*** Provided records Section Begins ***

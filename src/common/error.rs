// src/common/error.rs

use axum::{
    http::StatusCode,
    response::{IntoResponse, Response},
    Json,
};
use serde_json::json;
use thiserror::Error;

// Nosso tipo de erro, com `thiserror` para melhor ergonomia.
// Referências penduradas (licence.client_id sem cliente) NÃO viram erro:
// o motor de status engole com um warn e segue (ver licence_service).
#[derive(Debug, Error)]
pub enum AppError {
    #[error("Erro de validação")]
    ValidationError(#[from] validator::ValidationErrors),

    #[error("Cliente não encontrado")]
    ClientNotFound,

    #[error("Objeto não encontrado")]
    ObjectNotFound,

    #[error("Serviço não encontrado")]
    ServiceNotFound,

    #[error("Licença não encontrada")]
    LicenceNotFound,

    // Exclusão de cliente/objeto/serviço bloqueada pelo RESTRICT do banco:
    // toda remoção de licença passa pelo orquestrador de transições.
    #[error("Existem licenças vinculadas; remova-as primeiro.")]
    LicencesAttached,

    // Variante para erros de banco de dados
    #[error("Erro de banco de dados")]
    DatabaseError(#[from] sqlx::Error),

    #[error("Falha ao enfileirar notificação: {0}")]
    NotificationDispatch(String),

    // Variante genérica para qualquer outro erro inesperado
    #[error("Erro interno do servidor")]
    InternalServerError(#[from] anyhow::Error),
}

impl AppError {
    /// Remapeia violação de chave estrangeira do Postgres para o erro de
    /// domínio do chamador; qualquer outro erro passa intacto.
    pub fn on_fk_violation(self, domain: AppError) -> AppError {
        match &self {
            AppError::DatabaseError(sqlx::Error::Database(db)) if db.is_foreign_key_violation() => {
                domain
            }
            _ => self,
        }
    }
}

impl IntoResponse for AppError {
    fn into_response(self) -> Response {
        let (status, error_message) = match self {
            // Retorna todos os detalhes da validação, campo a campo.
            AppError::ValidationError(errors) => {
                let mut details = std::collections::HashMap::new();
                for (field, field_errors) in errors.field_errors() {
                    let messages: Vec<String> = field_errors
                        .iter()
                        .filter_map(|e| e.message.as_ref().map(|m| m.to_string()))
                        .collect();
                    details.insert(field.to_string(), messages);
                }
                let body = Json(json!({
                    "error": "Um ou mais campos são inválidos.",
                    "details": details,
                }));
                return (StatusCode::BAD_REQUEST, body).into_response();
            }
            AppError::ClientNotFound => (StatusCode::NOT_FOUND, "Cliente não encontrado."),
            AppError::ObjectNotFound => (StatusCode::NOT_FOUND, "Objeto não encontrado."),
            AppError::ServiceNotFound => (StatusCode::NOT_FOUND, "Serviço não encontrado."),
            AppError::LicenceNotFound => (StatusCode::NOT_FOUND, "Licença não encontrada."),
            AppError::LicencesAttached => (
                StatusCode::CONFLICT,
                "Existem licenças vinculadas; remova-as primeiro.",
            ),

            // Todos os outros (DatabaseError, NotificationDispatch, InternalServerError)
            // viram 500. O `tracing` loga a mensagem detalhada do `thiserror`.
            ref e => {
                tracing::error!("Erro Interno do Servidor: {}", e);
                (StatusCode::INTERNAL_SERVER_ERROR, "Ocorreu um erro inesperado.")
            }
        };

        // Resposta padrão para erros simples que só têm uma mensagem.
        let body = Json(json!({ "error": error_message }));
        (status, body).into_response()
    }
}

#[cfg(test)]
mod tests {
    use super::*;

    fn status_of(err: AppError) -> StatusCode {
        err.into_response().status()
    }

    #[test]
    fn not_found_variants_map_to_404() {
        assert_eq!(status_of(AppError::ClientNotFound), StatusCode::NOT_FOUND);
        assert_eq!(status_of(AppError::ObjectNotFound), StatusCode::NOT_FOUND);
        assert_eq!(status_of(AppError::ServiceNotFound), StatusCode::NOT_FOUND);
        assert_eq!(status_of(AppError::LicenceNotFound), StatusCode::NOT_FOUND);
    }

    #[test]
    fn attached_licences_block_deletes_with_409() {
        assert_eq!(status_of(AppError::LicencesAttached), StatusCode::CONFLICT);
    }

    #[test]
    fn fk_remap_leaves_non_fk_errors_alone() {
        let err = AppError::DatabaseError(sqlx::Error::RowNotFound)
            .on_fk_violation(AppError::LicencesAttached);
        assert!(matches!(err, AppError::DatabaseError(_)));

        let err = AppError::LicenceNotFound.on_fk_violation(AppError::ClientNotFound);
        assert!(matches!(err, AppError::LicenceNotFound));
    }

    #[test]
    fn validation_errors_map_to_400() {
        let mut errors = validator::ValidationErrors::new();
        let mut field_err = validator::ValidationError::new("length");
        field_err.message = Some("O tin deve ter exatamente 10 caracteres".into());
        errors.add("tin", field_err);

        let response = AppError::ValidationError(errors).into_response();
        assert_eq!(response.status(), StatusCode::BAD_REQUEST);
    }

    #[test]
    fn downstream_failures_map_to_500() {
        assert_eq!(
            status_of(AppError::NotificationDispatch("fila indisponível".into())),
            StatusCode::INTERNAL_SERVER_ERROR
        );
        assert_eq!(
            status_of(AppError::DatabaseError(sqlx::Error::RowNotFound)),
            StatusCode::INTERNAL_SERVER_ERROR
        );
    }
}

*** Provided records Section Ends ***

● Task: All entries are to be retyped with no difference from the original.

● Answer box:
filename src/common/error.rs
// src/common/error.rs

use axum::{
    http::StatusCode,
    response::{IntoResponse, Response},
    Json,
};
use serde_json::json;
use thiserror::Error;

// Nosso tipo de erro, com `thiserror` para melhor ergonomia.
// Referências penduradas (licence.client_id sem cliente) NÃO viram erro:
// o motor de status engole com um warn e segue (ver licence_service).
#[derive(Debug, Error)]
pub enum AppError {
    #[error("Erro de validação")]
    ValidationError(#[from] validator::ValidationErrors),

    #[error("Cliente não encontrado")]
    ClientNotFound,

    #[error("Objeto não encontrado")]
    ObjectNotFound,

    #[error("Serviço não encontrado")]
    ServiceNotFound,

    #[error("Licença não encontrada")]
    LicenceNotFound,

    // Exclusão de cliente/objeto/serviço bloqueada pelo RESTRICT do banco:
    // toda remoção de licença passa pelo orquestrador de transições.
    #[error("Existem licenças vinculadas; remova-as primeiro.")]
    LicencesAttached,

    // Variante para erros de banco de dados
    #[error("Erro de banco de dados")]
    DatabaseError(#[from] sqlx::Error),

    #[error("Falha ao enfileirar notificação: {0}")]
    NotificationDispatch(String),

    // Variante genérica para qualquer outro erro inesperado
    #[error("Erro interno do servidor")]
    InternalServerError(#[from] anyhow::Error),
}

impl AppError {
    /// Remapeia violação de chave estrangeira do Postgres para o erro de
    /// domínio do chamador; qualquer outro erro passa intacto.
    pub fn on_fk_violation(self, domain: AppError) -> AppError {
        match &self {
            AppError::DatabaseError(sqlx::Error::Database(db)) if db.is_foreign_key_violation() => {
                domain
            }
            _ => self,
        }
    }
}

impl IntoResponse for AppError {
    fn into_response(self) -> Response {
        let (status, error_message) = match self {
            // Retorna todos os detalhes da validação, campo a campo.
            AppError::ValidationError(errors) => {
                let mut details = std::collections::HashMap::new();
                for (field, field_errors) in errors.field_errors() {
                    let messages: Vec<String> = field_errors
                        .iter()
                        .filter_map(|e| e.message.as_ref().map(|m| m.to_string()))
                        .collect();
                    details.insert(field.to_string(), messages);
                }
                let body = Json(json!({
                    "error": "Um ou mais campos são inválidos.",
                    "details": details,
                }));
                return (StatusCode::BAD_REQUEST, body).into_response();
            }
            AppError::ClientNotFound => (StatusCode::NOT_FOUND, "Cliente não encontrado."),
            AppError::ObjectNotFound => (StatusCode::NOT_FOUND, "Objeto não encontrado."),
            AppError::ServiceNotFound => (StatusCode::NOT_FOUND, "Serviço não encontrado."),
            AppError::LicenceNotFound => (StatusCode::NOT_FOUND, "Licença não encontrada."),
            AppError::LicencesAttached => (
                StatusCode::CONFLICT,
                "Existem licenças vinculadas; remova-as primeiro.",
            ),

            // Todos os outros (DatabaseError, NotificationDispatch, InternalServerError)
            // viram 500. O `tracing` loga a mensagem detalhada do `thiserror`.
            ref e => {
                tracing::error!("Erro Interno do Servidor: {}", e);
                (StatusCode::INTERNAL_SERVER_ERROR, "Ocorreu um erro inesperado.")
            }
        };

        // Resposta padrão para erros simples que só têm uma mensagem.
        let body = Json(json!({ "error": error_message }));
        (status, body).into_response()
    }
}

#[cfg(test)]
mod tests {
    use super::*;

    fn status_of(err: AppError) -> StatusCode {
        err.into_response().status()
    }

    #[test]
    fn not_found_variants_map_to_404() {
        assert_eq!(status_of(AppError::ClientNotFound), StatusCode::NOT_FOUND);
        assert_eq!(status_of(AppError::ObjectNotFound), StatusCode::NOT_FOUND);
        assert_eq!(status_of(AppError::ServiceNotFound), StatusCode::NOT_FOUND);
        assert_eq!(status_of(AppError::LicenceNotFound), StatusCode::NOT_FOUND);
    }

    #[test]
    fn attached_licences_block_deletes_with_409() {
        assert_eq!(status_of(AppError::LicencesAttached), StatusCode::CONFLICT);
    }

    #[test]
    fn fk_remap_leaves_non_fk_errors_alone() {
        let err = AppError::DatabaseError(sqlx::Error::RowNotFound)
            .on_fk_violation(AppError::LicencesAttached);
        assert!(matches!(err, AppError::DatabaseError(_)));

        let err = AppError::LicenceNotFound.on_fk_violation(AppError::ClientNotFound);
        assert!(matches!(err, AppError::LicenceNotFound));
    }

    #[test]
    fn validation_errors_map_to_400() {
        let mut errors = validator::ValidationErrors::new();
        let mut field_err = validator::ValidationError::new("length");
        field_err.message = Some("O tin deve ter exatamente 10 caracteres".into());
        errors.add("tin", field_err);

        let response = AppError::ValidationError(errors).into_response();
        assert_eq!(response.status(), StatusCode::BAD_REQUEST);
    }

    #[test]
    fn downstream_failures_map_to_500() {
        assert_eq!(
            status_of(AppError::NotificationDispatch("fila indisponível".into())),
            StatusCode::INTERNAL_SERVER_ERROR
        );
        assert_eq!(
            status_of(AppError::DatabaseError(sqlx::Error::RowNotFound)),
            StatusCode::INTERNAL_SERVER_ERROR
        );
    }
}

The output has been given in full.